Instructions for the task: Your answer should be the lines below from the one holding "pub struct InterpreterBuilder" through the one holding "Self::new()", copied exactly and with nothing else.

(Records for this task Opens)

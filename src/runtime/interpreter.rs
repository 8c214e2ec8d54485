//! # Turtille Interpreter
//!
//! Owns the registry, the macro table, the last-command slot, the pen and the
//! output sink. Text goes in through [`Interpreter::parse`] or [`Interpreter::run`]:
//! definitions are applied as they are parsed, everything else is executed.
//!
//! Macro bodies are stored as written and looked up by name on every call, so a
//! macro may refer to commands that only exist later.

use std::path::PathBuf;

use indexmap::IndexMap;
use log::debug;

use crate::{
    ast::{Command, Program, ProgramDisplay, Statement},
    atoms::{self, SharedOutput},
    errors::{Result, TurtilleError},
    pen::{Pen, Turtle},
    runtime::{
        animation::Animation,
        interrupt::Interrupt,
        persistence::Persistence,
        registry::{Action, Registry},
        InterpreterConfig,
    },
    syntax,
};

/// Nested macro calls allowed before a call chain is treated as runaway recursion.
pub const MAX_CALL_DEPTH: usize = 256;

const HISTORY_COMMANDS: [&str; 2] = ["_", "last"];

pub struct Interpreter {
    pub(crate) pen: Box<dyn Pen>,
    pub(crate) registry: Registry,
    pub(crate) macros: IndexMap<String, Program>,
    pub(crate) last: Option<Command>,
    pub(crate) animation: Option<Animation>,
    pub(crate) persistence: Option<Persistence>,
    pub(crate) output: SharedOutput,
    pub(crate) interrupt: Interrupt,
    depth: usize,
}

// ============================================================================
// CONSTRUCTION
// ============================================================================

/// Wires the optional capabilities; their builtins are registered only when present.
pub struct InterpreterBuilder {
    pen: Box<dyn Pen>,
    output: SharedOutput,
    animation: Option<Animation>,
    persistence: Option<Persistence>,
    interrupt: Interrupt,
    load_store: bool,
}

impl Default for InterpreterBuilder {
    fn default() -> Self {
        Self {
            pen: Box::new(Turtle::new()),
            output: SharedOutput::new(atoms::NullSink),
            animation: None,
            persistence: None,
            interrupt: Interrupt::new(),
            load_store: false,
        }
    }
}

impl InterpreterBuilder {
    pub fn new() -> Self {
        Self::default()
    }

    /// Animation and persistence as configured, including the initial silent load.
    pub fn from_config(config: &InterpreterConfig, interrupt: Interrupt) -> Self {
        Self::new()
            .animation(Animation::new(config.frame_delay))
            .persistence(Persistence::new(config.store.clone()))
            .interrupt(interrupt)
            .load_store(config.load_store)
    }

    pub fn pen(mut self, pen: impl Pen + 'static) -> Self {
        self.pen = Box::new(pen);
        self
    }

    pub fn output(mut self, output: SharedOutput) -> Self {
        self.output = output;
        self
    }

    pub fn animation(mut self, animation: Animation) -> Self {
        self.animation = Some(animation);
        self
    }

    pub fn persistence(mut self, persistence: Persistence) -> Self {
        self.persistence = Some(persistence);
        self
    }

    /// The flag a Ctrl-C handler raises; running programs stop at the next command.
    pub fn interrupt(mut self, interrupt: Interrupt) -> Self {
        self.interrupt = interrupt;
        self
    }

    pub fn load_store(mut self, load: bool) -> Self {
        self.load_store = load;
        self
    }

    pub fn build(self) -> Result<Interpreter> {
        let mut registry = Registry::new();
        atoms::register_core(&mut registry)?;
        if self.animation.is_some() {
            atoms::register_animation(&mut registry)?;
        }
        if self.persistence.is_some() {
            atoms::register_persistence(&mut registry)?;
        }
        atoms::register_history(&mut registry)?;

        let mut interpreter = Interpreter {
            pen: self.pen,
            registry,
            macros: IndexMap::new(),
            last: None,
            animation: self.animation,
            persistence: self.persistence,
            output: self.output,
            interrupt: self.interrupt,
            depth: 0,
        };
        if self.load_store {
            interpreter.load(None, true);
        }
        Ok(interpreter)
    }
}

impl Interpreter {
    pub fn builder() -> InterpreterBuilder {
        InterpreterBuilder::new()
    }

    // ========================================================================
    // FRONT END
    // ========================================================================

    /// Parses `text`, registering its definitions, and returns the commands to run.
    pub fn parse(&mut self, text: &str) -> Result<Program> {
        self.parse_named(text, "<input>")
    }

    /// Like [`parse`](Self::parse), naming lines `<source_name>:<line>` in diagnostics.
    pub fn parse_named(&mut self, text: &str, source_name: &str) -> Result<Program> {
        let mut program = Vec::new();
        for statement in syntax::parse(text, source_name)? {
            self.apply(statement, &mut program)?;
        }
        if !program.is_empty() {
            debug!("program: {}", ProgramDisplay(&program));
        }
        Ok(program)
    }

    pub(crate) fn apply(&mut self, statement: Statement, program: &mut Program) -> Result<()> {
        match statement {
            Statement::Run(commands) => program.extend(commands),
            Statement::Define { name, body } => self.define_macro(&name, body)?,
        }
        Ok(())
    }

    pub fn run(&mut self, text: &str) -> Result<()> {
        let program = self.parse(text)?;
        self.execute(&program)
    }

    pub fn run_named(&mut self, text: &str, source_name: &str) -> Result<()> {
        let program = self.parse_named(text, source_name)?;
        self.execute(&program)
    }

    /// Every callable name and alias, for completion.
    pub fn command_names(&self) -> Vec<String> {
        self.registry.names()
    }

    // ========================================================================
    // DEFINITIONS
    // ========================================================================

    /// Stores or replaces a macro. Reserved names leave the table untouched.
    pub fn define_macro(&mut self, name: &str, body: Program) -> Result<()> {
        self.registry.install_macro(name)?;
        debug!("adding func: {name} -> {}", ProgramDisplay(&body));
        self.macros.insert(name.to_string(), body);
        Ok(())
    }

    pub fn macro_body(&self, name: &str) -> Option<&Program> {
        self.macros.get(name)
    }

    /// Macro names in definition order.
    pub fn macro_names(&self) -> impl Iterator<Item = &str> {
        self.macros.keys().map(String::as_str)
    }

    /// `name -> body` in the form `save` writes.
    pub fn format_macro(&self, name: &str) -> Option<String> {
        self.macros
            .get(name)
            .map(|body| format!("{name} -> {}", ProgramDisplay(body)))
    }

    // ========================================================================
    // EXECUTION
    // ========================================================================

    /// Runs a top-level program.
    ///
    /// Every unresolvable name, nested bodies included, is reported in one error before
    /// anything runs. On success the last command becomes the one `last` replays.
    pub fn execute(&mut self, program: &[Command]) -> Result<()> {
        self.check_resolvable(program)?;
        self.run_program(program)?;
        self.remember(program);
        Ok(())
    }

    pub(crate) fn run_program(&mut self, program: &[Command]) -> Result<()> {
        program.iter().try_for_each(|command| {
            self.check_interrupt()?;
            self.invoke(command)
        })
    }

    /// Leaves the flag set so the caller that handles the interrupt can clear it.
    fn check_interrupt(&self) -> Result<()> {
        if self.interrupt.is_triggered() {
            debug!("interrupted");
            return Err(TurtilleError::Interrupted);
        }
        Ok(())
    }

    pub(crate) fn invoke(&mut self, command: &Command) -> Result<()> {
        debug!("running: {command}");
        match self.registry.get(&command.name).cloned() {
            Some(Action::Builtin(builtin)) => builtin(self, &command.args),
            Some(Action::Macro(name)) => self.call_macro(&name, command),
            None => Err(TurtilleError::UnknownCommand {
                names: vec![command.name.clone()],
            }),
        }
    }

    fn call_macro(&mut self, name: &str, command: &Command) -> Result<()> {
        if !command.args.is_empty() {
            return Err(TurtilleError::arity(name, "0", command.args.len()));
        }
        let body = self
            .macros
            .get(name)
            .cloned()
            .ok_or_else(|| TurtilleError::UnknownCommand {
                names: vec![name.to_string()],
            })?;
        if self.depth >= MAX_CALL_DEPTH {
            return Err(TurtilleError::RecursionLimit {
                name: name.to_string(),
                limit: MAX_CALL_DEPTH,
            });
        }
        self.check_resolvable(&body)?;

        self.depth += 1;
        let result = self.run_program(&body);
        self.depth -= 1;
        result
    }

    fn check_resolvable(&self, program: &[Command]) -> Result<()> {
        let mut names = Vec::new();
        for command in program {
            command.collect_names(&mut names);
        }
        let mut unknown: Vec<String> = Vec::new();
        for name in names {
            if !self.registry.contains(name) && !unknown.iter().any(|u| u == name) {
                unknown.push(name.to_string());
            }
        }
        if unknown.is_empty() {
            Ok(())
        } else {
            Err(TurtilleError::UnknownCommand { names: unknown })
        }
    }

    fn remember(&mut self, program: &[Command]) {
        let Some(command) = program.iter().rev().find(|c| !c.is_comment()) else {
            return;
        };
        if !HISTORY_COMMANDS.contains(&command.name.as_str()) {
            self.last = Some(command.clone());
        }
    }

    /// Runs `body` `count` times; the count is truncated toward zero.
    pub fn repeat(&mut self, count: f64, body: &[Command]) -> Result<()> {
        let times = repeat_count("repeat", count)?;
        debug!("starting repeat loop: n={times}");
        for _ in 0..times {
            self.check_interrupt()?;
            self.run_program(body)?;
        }
        Ok(())
    }

    /// Re-invokes the most recent top-level command; nothing happens when there is none.
    pub fn replay_last(&mut self) -> Result<()> {
        match self.last.clone() {
            Some(command) => self.invoke(&command),
            None => {
                debug!("no command to replay");
                Ok(())
            }
        }
    }

    pub fn last_command(&self) -> Option<&Command> {
        self.last.as_ref()
    }

    // ========================================================================
    // COLLABORATORS
    // ========================================================================

    pub fn pen(&mut self) -> &mut dyn Pen {
        self.pen.as_mut()
    }

    pub fn frame(&self) -> String {
        self.pen.render_frame()
    }

    pub fn output(&self) -> &SharedOutput {
        &self.output
    }

    pub fn emit(&self, text: &str) {
        self.output.emit(text);
    }

    pub fn interrupt(&self) -> &Interrupt {
        &self.interrupt
    }

    pub fn store(&self) -> Option<PathBuf> {
        self.persistence.as_ref().map(|p| p.store().to_path_buf())
    }
}

pub(crate) fn repeat_count(command: &str, count: f64) -> Result<usize> {
    if !count.is_finite() || count < 0.0 {
        return Err(TurtilleError::invalid_argument(
            command,
            format!("repeat count must be a non-negative number, got {count}"),
        ));
    }
    Ok(count.trunc() as usize)
}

(Records for this task Closes)

Solved exercise:
pub struct InterpreterBuilder {
    pen: Box<dyn Pen>,
    output: SharedOutput,
    animation: Option<Animation>,
    persistence: Option<Persistence>,
    interrupt: Interrupt,
    load_store: bool,
}

impl Default for InterpreterBuilder {
    fn default() -> Self {
        Self {
            pen: Box::new(Turtle::new()),
            output: SharedOutput::new(atoms::NullSink),
            animation: None,
            persistence: None,
            interrupt: Interrupt::new(),
            load_store: false,
        }
    }
}

impl InterpreterBuilder {
    pub fn new() -> Self {
        Self::default()
    }

    /// Animation and persistence as configured, including the initial silent load.
    pub fn from_config(config: &InterpreterConfig, interrupt: Interrupt) -> Self {
        Self::new()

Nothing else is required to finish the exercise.